For comparison, note that Clerky was launched in 2013 to streamline the legal paperwork for C-corps when e-residency started in 2014. And see how long it took before Stripe partners with Silicon Valley Bank (SVB) for its Alpha program.
- So I feel like banks do a good job although there's room for improvement.
4. Internationalisation of some institution's websites has bugs—basically your preference for english is reset to Estonian once in a while, but most of it is translated in English (and Russian and Finish?).
5. Some institution's websites are old looking but it's not worst than in Delaware or in France. So far, institution's websites are quite clear. For comparison: when paperwork in e-Estonia is done with digital signing, in 2017 I still had to (surface) mail or fax documents to France's and Delaware's institutions, sometimes with credit card number written in clear, or with a check enclosed—this is prehistory.
6. For the legal setup and accounting, I use LeapIN. So far they're very professional, their website has an extensive Q&A and knowledge-based section—that I read. Their pricing segments are clear. And they seem to have a growth mindset—reach out for more advice on how to onboard and their price.
7. Money-wise I was unaware of the 50% social capital requirement left on your account at the end of the fiscal year (note that it also exists in France and, by inference, probably in some other European countries)—maybe they could communicate more on that, it's not nice to figure that out later.
- Still, so far I feel I've got value for my money and I can pull out if needed—no commitment which isn't the case of many B2B SaaS solutions with long term contracts (if we compare).

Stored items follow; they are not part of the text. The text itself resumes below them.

//! # Plasma rate coefficients
//!
//! Pure functions of the plasma state:
//! - electron density from a Saha-type estimate, `n_e(T_e)`
//! - electron-impact dissociation of N2 and H2, `k_N2(T_e)`, `k_H2(T_e)`
//! - vibrationally enhanced `N + H2(v) -> H + NH`, `k1(T_g, E_v)`
//! - the tabulated channels `k2 .. k7`, looked up in a [`RateTable`]
//!
//! [`RateSet`] evaluates all of them once for a given [`PlasmaParameters`].
//!
//! ## Units
//! Saha bracket is computed in SI: `k*T_e` is T_e (eV) times the elementary charge (J),
//! giving m^-3, converted to cm^-3 at the end. The exponent `I/(2kT_e)` is formed in eV.
//! Bimolecular coefficients are cm^3/s, `k2` is an effective first-order coefficient in s^-1.
use crate::Kinetics::plasma_errors::{KineticsResult, require_non_negative, require_positive};
use crate::Kinetics::plasma_parameters::PlasmaParameters;
use crate::Kinetics::rate_table::RateTable;
use log::debug;
use serde::Serialize;
use std::f64::consts::PI;

/// electron mass, kg
pub const ELECTRON_MASS: f64 = 9.109_383_701_5e-31;
/// Planck constant, J*s
pub const PLANCK: f64 = 6.626_070_15e-34;
/// elementary charge, J/eV
pub const ELEMENTARY_CHARGE: f64 = 1.602_176_634e-19;
/// ionisation energy of N2, eV
pub const IONIZATION_ENERGY_N2: f64 = 15.58;
/// m^-3 -> cm^-3
const PER_M3_TO_PER_CM3: f64 = 1e-6;
/// background electron density of the discharge, cm^-3
pub const ELECTRON_DENSITY_FLOOR: f64 = 1e10;

pub const K_N2: &str = "k_N2";
pub const K_H2: &str = "k_H2";
pub const K1: &str = "k1";
pub const K2: &str = "k2";
pub const K3: &str = "k3";
pub const K4: &str = "k4";
pub const K5: &str = "k5";
pub const K6: &str = "k6";
pub const K7: &str = "k7";

/// Tabulated coefficients: (name, reaction equation used as rate-table key)
pub const TABULATED_RATES: [(&str, &str); 6] = [
    (K2, "NH3 + M -> NH2 + H + M"),
    (K3, "NH2 + H -> NH3"),
    (K4, "N + NH2 -> NH + NH"),
    (K5, "N + H -> NH"),
    (K6, "NH + H -> NH2"),
    (K7, "H + NH2 -> H2 + NH"),
];

/// All coefficient names in the order of every coefficient table
pub const COEFFICIENT_NAMES: [&str; 9] = [K_N2, K_H2, K1, K2, K3, K4, K5, K6, K7];

/// Saha-type electron density, cm^-3.
///
/// n_e = (2π m_e k T_e / h²)^1.5 · exp(−I / (2 k T_e)), floored at
/// [`ELECTRON_DENSITY_FLOOR`] where the exponential underflows.
pub fn electron_density(t_e: f64) -> KineticsResult<f64> {
    require_positive("electron temperature T_e (eV)", t_e)?;
    let kt = t_e * ELEMENTARY_CHARGE;
    let thermal = (2.0 * PI * ELECTRON_MASS * kt / (PLANCK * PLANCK)).powf(1.5);
    let boltzmann = (-IONIZATION_ENERGY_N2 / (2.0 * t_e)).exp();
    let n_e = thermal * boltzmann * PER_M3_TO_PER_CM3;
    Ok(n_e.max(ELECTRON_DENSITY_FLOOR))
}

/// e + N2 -> 2N + e, cm^3/s
pub fn k_n2_dissociation(t_e: f64) -> KineticsResult<f64> {
    require_positive("electron temperature T_e (eV)", t_e)?;
    Ok(1e-9 * (-9.0 / t_e).exp())
}

/// e + H2 -> 2H + e, cm^3/s
pub fn k_h2_dissociation(t_e: f64) -> KineticsResult<f64> {
    require_positive("electron temperature T_e (eV)", t_e)?;
    Ok(1e-9 * (-8.0 / t_e).exp())
}

/// N + H2(v) -> H + NH, cm^3/s; T_g and E_v in K
pub fn k1_vibrational(t_g: f64, e_v: f64) -> KineticsResult<f64> {
    require_positive("gas temperature T_g (K)", t_g)?;
    require_non_negative("vibrational energy E_v (K)", e_v)?;
    Ok(4e-10 * (t_g / 300.0).sqrt() * (-16600.0 / t_g + 0.3 * e_v / t_g).exp())
}

/// Electron density and every coefficient evaluated for one plasma state
#[derive(Debug, Clone, PartialEq, Serialize)]
pub struct RateSet {
    pub electron_temperature: f64,
    /// cm^-3
    pub electron_density: f64,
    values: Vec<(&'static str, f64)>,
}

impl RateSet {
    pub fn evaluate(params: &PlasmaParameters, table: &RateTable) -> KineticsResult<Self> {
        let t_e = params.electron_temperature();
        let n_e = electron_density(t_e)?;
        let mut values = Vec::with_capacity(COEFFICIENT_NAMES.len());
        values.push((K_N2, k_n2_dissociation(t_e)?));
        values.push((K_H2, k_h2_dissociation(t_e)?));
        values.push((
            K1,
            k1_vibrational(params.gas_temperature(), params.vibrational_energy())?,
        ));
        for (name, equation) in TABULATED_RATES.iter() {
            let mut k = table.evaluate(equation, params)?;
            if *name == K3 {
                k *= params.catalyst_factor();
            }
            values.push((*name, k));
        }
        debug!("rates at T_e = {} eV: n_e = {:e}, {:?}", t_e, n_e, values);
        Ok(Self {
            electron_temperature: t_e,
            electron_density: n_e,
            values,
        })
    }

    pub fn get(&self, name: &str) -> Option<f64> {
        self.values
            .iter()
            .find(|(n, _)| *n == name)
            .map(|(_, v)| *v)
    }

    pub fn values(&self) -> Vec<f64> {
        self.values.iter().map(|(_, v)| *v).collect()
    }

    pub fn iter(&self) -> impl Iterator<Item = (&'static str, f64)> + '_ {
        self.values.iter().copied()
    }

    pub fn pretty_print(&self) {
        use prettytable::{Table, row};
        let mut table = Table::new();
        table.add_row(row!["Coefficient", "Value"]);
        table.add_row(row!["n_e (cm^-3)", format!("{:.4e}", self.electron_density)]);
        for (name, value) in self.iter() {
            table.add_row(row![name, format!("{:.4e}", value)]);
        }
        table.printstd();
    }
}

#[cfg(test)]
mod tests {
    use super::*;
    use approx::assert_relative_eq;

    #[test]
    fn test_electron_density_reference_value() {
        // 1 eV: (2π m_e e / h²)^1.5 = 3.0183e27 m^-3, exp(-7.79) = 4.1389e-4
        let n_e = electron_density(1.0).unwrap();
        assert_relative_eq!(n_e, 1.2492e18, max_relative = 1e-3);
        let n_e = electron_density(2.0).unwrap();
        assert_relative_eq!(n_e, 1.7369e20, max_relative = 1e-3);
    }

    #[test]
    fn test_electron_density_positive_and_finite() {
        let mut t_e = 1e-3;
        while t_e <= 100.0 {
            let n_e = electron_density(t_e).unwrap();
            assert!(n_e > 0.0 && n_e.is_finite(), "n_e({}) = {}", t_e, n_e);
            t_e *= 1.1;
        }
        let n_e = electron_density(100.0).unwrap();
        assert!(n_e > 0.0 && n_e.is_finite());
        // exponential underflows here, the floor takes over
        assert_eq!(electron_density(0.01).unwrap(), ELECTRON_DENSITY_FLOOR);
    }

    #[test]
    fn test_electron_density_rejects_non_positive() {
        assert!(electron_density(0.0).unwrap_err().is_domain());
        assert!(electron_density(-2.0).unwrap_err().is_domain());
        assert!(electron_density(f64::NAN).unwrap_err().is_domain());
    }

    #[test]
    fn test_dissociation_monotone_and_bounded() {
        let mut prev_n2 = 0.0;
        let mut prev_h2 = 0.0;
        for i in 1..=400 {
            let t_e = 0.25 * i as f64;
            let kn2 = k_n2_dissociation(t_e).unwrap();
            let kh2 = k_h2_dissociation(t_e).unwrap();
            assert!(kn2 > prev_n2 && kh2 > prev_h2);
            assert!(kn2 < 1e-9 && kh2 < 1e-9);
            prev_n2 = kn2;
            prev_h2 = kh2;
        }
        assert_relative_eq!(
            k_n2_dissociation(9.0).unwrap(),
            1e-9 / std::f64::consts::E,
            max_relative = 1e-12
        );
        assert!(k_n2_dissociation(0.0).unwrap_err().is_domain());
        assert!(k_h2_dissociation(-1.0).unwrap_err().is_domain());
    }

    #[test]
    fn test_k1() {
        assert_relative_eq!(
            k1_vibrational(300.0, 0.0).unwrap(),
            4e-10 * (-16600.0f64 / 300.0).exp(),
            max_relative = 1e-12
        );
        // vibrational energy speeds the channel up
        assert!(k1_vibrational(600.0, 5000.0).unwrap() > k1_vibrational(600.0, 0.0).unwrap());
        assert!(k1_vibrational(0.0, 0.0).unwrap_err().is_domain());
        assert!(k1_vibrational(300.0, -1.0).unwrap_err().is_domain());
    }

    #[test]
    fn test_rate_set() {
        let params = PlasmaParameters::new(2.0, 300.0, 2.5e19, 0.33, 5.0).unwrap();
        let table = RateTable::reference().unwrap();
        let rates = RateSet::evaluate(&params, &table).unwrap();
        assert_eq!(rates.values().len(), COEFFICIENT_NAMES.len());
        let names: Vec<&str> = rates.iter().map(|(n, _)| n).collect();
        assert_eq!(names, COEFFICIENT_NAMES.to_vec());
        assert_eq!(rates.get(K_N2).unwrap(), k_n2_dissociation(2.0).unwrap());
        assert_eq!(
            rates.get(K3).unwrap(),
            table.evaluate("NH2 + H -> NH3", &params).unwrap()
        );
        assert!(rates.get("k99").is_none());

        let catalysed = params.with_catalyst_factor(4.0).unwrap();
        let rates_cat = RateSet::evaluate(&catalysed, &table).unwrap();
        assert_relative_eq!(rates_cat.get(K3).unwrap(), 4.0 * rates.get(K3).unwrap());
        assert_eq!(rates_cat.get(K2), rates.get(K2));
    }

    #[test]
    fn test_rate_set_missing_table_entry() {
        let params = PlasmaParameters::new(2.0, 300.0, 2.5e19, 0.33, 5.0).unwrap();
        let err = RateSet::evaluate(&params, &RateTable::default()).unwrap_err();
        assert!(err.is_configuration());
    }
}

LHV is for the merchant account, it's needed for EveryPay.
Their price structure is not fully pay as you go:
- there're no setup fees; but
- there's a fixed monthly fee—a so called terminal fee of 20EUR; and
- then there're the transaction fees—about 2.2% which is much less (!) competitive than Stripe's fees in the EU—1.4%.
Although I like what I've seen so far, as an app-developer, the fixed monthly fee wasn't acceptable. Plus, interaction with LHV was kind of painful (in this particular case, english was an issue).
- which is actually why you use crypto.
> If someone steals my credit number, I will likely not be on the hook for the money and will not lose anything.
- because the bank guarantees the safety of the payment means you use. The fact that you don't have to pay (as a private customer) doesn't mean that stolen credit card numbers and fraud transactions don't cost money. Someone has to pay somewhere in the chain. If the principal is recovered (the stolen money), then someone still has to pay for the overhead of recovering the money (for you). There're insurance and liability-shift mechanisms in place, but the money transfer would be much safer, faster, and cost-efficient if crypto was in place.
> If I make a mistake during banking, I can turn to people at the bank about it.
- So? It's not because your infrastructure uses crypto that you give up of customer support.